*ACTIVITY*
Some lines in the material below hold the word "SocketAddr". Copy all of them.

*SOURCE INFORMATION*
----

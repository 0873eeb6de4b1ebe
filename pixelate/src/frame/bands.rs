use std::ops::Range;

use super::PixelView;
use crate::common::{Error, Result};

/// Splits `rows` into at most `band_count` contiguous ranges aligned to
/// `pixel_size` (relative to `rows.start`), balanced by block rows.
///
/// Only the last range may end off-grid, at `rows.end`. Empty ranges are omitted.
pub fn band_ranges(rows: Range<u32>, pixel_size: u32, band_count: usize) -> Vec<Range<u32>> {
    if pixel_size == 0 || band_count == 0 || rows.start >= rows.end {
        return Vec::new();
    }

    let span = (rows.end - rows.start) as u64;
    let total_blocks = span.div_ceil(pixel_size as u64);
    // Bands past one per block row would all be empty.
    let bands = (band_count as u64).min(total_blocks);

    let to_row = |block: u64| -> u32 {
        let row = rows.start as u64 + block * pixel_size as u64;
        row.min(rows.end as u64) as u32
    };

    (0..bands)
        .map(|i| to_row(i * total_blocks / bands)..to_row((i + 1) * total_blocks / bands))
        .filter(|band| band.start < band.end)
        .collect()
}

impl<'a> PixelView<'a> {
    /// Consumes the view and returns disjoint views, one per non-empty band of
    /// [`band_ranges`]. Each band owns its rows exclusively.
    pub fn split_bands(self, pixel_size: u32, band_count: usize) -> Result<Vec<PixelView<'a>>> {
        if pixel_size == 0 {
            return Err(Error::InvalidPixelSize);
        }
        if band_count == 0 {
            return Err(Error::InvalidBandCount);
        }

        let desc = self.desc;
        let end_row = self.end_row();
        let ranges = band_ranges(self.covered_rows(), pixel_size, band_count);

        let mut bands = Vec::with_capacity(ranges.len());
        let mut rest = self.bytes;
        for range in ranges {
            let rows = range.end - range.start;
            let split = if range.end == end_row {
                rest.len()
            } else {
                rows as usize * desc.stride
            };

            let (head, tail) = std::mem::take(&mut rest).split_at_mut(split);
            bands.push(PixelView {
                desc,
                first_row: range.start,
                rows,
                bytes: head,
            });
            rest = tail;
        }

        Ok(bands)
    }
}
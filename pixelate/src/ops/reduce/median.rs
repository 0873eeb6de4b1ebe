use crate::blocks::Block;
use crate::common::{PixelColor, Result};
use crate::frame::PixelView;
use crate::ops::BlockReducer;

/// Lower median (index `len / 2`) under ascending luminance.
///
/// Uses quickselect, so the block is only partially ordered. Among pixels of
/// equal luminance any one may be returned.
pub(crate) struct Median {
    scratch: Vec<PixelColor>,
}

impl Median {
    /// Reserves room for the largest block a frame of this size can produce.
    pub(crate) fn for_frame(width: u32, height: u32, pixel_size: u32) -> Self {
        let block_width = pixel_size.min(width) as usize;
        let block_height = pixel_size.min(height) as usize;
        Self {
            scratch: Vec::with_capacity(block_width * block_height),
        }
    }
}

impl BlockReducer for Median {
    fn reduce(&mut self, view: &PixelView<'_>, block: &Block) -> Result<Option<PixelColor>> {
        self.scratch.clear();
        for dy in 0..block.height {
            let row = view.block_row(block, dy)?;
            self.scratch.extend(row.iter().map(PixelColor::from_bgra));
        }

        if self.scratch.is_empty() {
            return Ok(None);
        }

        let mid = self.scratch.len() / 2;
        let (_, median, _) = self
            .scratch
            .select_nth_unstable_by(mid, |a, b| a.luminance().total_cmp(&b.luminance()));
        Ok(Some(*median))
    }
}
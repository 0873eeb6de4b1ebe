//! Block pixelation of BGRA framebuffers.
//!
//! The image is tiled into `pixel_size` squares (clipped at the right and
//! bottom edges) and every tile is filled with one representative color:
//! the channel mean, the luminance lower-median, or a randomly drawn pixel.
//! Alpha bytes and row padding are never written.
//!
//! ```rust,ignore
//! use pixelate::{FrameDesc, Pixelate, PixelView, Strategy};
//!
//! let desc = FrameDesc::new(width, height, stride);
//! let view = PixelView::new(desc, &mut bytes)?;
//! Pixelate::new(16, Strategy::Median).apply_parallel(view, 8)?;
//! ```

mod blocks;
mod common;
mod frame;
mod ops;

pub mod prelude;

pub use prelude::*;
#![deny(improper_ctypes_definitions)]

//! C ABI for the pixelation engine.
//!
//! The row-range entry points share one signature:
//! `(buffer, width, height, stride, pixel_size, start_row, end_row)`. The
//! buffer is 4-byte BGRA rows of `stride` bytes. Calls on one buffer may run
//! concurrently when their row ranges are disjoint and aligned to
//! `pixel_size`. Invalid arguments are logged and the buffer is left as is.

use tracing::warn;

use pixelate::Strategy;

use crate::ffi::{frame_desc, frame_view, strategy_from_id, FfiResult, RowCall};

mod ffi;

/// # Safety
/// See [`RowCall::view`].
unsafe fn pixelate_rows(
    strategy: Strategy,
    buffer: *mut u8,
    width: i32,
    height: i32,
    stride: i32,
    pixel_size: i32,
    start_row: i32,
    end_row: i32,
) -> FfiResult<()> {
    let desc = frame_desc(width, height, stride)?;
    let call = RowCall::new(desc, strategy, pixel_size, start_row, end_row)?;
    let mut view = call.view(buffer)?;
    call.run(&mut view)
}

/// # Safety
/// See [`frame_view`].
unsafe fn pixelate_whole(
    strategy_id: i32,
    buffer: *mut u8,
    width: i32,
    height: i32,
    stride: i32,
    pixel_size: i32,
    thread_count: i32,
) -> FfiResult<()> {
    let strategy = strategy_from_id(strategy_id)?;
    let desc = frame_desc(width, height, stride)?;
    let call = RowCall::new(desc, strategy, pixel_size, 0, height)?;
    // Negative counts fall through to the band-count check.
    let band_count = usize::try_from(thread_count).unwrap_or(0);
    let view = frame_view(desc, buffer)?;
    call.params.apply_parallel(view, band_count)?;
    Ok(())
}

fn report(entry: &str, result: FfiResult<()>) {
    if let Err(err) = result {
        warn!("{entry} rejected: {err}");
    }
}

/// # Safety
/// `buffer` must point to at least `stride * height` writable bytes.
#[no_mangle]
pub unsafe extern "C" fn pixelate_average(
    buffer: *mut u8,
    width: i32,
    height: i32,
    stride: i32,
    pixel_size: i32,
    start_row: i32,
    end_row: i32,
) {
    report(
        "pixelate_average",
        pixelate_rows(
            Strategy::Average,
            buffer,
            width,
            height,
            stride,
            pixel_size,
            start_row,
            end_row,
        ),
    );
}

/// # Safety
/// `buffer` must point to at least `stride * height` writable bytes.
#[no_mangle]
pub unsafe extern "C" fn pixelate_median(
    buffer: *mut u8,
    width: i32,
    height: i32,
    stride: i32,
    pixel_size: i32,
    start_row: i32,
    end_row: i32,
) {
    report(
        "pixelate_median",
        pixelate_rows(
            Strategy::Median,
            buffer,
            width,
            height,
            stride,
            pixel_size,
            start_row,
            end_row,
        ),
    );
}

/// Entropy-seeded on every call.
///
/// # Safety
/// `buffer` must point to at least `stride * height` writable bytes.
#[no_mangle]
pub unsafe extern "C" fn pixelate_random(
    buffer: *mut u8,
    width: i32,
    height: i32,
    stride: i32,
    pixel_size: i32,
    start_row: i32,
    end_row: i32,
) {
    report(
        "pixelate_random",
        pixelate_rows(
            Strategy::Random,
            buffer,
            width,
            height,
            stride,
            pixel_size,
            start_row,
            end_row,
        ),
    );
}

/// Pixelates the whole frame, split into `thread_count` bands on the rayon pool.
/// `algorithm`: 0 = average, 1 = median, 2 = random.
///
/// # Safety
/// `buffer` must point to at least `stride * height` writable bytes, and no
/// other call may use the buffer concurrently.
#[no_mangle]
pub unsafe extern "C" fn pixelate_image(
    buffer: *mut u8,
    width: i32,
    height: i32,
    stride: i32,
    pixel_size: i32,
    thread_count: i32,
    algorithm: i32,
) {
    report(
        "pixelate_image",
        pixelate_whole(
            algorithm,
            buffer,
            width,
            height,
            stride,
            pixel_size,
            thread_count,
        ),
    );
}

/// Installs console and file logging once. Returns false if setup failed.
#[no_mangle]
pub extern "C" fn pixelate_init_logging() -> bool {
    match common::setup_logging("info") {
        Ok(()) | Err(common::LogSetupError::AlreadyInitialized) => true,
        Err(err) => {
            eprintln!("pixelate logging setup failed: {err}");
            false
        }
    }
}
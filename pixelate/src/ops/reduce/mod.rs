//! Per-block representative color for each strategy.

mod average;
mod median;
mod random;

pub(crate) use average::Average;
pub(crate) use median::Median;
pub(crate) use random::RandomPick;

----

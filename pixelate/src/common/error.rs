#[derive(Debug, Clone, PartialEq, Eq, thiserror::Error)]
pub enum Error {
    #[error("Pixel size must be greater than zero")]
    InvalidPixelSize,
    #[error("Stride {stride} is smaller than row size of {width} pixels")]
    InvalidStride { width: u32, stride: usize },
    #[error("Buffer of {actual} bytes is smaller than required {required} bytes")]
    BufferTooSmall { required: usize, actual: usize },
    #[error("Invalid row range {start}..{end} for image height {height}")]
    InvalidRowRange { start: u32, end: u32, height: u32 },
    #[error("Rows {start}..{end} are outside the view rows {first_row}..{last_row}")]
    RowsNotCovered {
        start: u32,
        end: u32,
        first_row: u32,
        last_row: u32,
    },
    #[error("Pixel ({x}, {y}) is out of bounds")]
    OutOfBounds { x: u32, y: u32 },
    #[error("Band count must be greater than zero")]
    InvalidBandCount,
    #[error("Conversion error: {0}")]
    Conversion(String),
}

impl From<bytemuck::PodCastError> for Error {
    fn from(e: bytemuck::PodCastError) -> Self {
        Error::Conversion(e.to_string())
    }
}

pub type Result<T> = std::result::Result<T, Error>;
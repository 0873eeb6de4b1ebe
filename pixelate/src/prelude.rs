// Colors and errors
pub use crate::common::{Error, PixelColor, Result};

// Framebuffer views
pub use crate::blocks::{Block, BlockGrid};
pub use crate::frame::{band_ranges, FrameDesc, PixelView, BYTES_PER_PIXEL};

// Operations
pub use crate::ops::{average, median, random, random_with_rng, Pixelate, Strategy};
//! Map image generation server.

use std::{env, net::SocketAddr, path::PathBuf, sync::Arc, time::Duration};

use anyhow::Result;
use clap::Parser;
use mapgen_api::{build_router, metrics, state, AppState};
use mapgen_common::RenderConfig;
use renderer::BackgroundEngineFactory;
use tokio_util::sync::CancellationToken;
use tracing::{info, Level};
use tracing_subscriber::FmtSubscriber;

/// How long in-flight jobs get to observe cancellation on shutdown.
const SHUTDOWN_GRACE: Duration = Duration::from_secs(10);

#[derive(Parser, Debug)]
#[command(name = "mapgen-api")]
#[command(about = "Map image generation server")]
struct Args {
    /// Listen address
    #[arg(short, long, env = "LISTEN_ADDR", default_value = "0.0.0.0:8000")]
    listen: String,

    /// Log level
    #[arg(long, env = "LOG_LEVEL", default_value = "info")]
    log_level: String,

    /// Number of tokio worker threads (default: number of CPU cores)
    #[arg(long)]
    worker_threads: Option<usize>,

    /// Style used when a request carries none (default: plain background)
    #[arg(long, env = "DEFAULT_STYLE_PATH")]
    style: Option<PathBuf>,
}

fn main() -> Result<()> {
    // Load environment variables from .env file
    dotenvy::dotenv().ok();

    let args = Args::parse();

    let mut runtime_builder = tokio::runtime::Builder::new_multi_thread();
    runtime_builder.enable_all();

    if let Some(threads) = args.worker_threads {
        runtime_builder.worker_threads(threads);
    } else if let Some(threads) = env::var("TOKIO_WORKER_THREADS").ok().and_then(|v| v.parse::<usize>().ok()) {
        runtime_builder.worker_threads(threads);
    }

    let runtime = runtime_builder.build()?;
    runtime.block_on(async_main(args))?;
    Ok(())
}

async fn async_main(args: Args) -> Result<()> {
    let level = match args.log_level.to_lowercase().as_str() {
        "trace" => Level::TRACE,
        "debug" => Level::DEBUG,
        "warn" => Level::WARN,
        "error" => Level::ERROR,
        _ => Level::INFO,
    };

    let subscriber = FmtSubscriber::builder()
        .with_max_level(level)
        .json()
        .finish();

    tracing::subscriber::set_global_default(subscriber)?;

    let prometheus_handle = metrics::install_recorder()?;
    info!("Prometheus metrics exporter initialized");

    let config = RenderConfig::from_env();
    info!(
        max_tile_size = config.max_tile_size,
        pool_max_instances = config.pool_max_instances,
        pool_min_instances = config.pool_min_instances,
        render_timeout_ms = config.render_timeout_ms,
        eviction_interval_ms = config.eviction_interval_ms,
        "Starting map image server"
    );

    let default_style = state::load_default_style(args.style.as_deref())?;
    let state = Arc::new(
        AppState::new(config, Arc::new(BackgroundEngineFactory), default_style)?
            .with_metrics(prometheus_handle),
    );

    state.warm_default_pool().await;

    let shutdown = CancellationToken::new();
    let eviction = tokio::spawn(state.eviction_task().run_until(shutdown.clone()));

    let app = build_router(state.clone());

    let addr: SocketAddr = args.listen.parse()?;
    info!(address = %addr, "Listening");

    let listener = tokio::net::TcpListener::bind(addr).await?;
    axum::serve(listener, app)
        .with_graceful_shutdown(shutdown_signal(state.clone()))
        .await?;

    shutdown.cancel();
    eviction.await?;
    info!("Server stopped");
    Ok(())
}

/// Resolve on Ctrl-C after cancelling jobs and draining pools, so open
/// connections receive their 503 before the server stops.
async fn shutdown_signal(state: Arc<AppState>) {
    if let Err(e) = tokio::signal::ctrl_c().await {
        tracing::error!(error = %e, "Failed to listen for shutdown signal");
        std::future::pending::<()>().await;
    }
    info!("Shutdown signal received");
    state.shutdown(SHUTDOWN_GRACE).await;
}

----

*TASK ANSWER*
use std::{env, net::SocketAddr, path::PathBuf, sync::Arc, time::Duration};
    let addr: SocketAddr = args.listen.parse()?;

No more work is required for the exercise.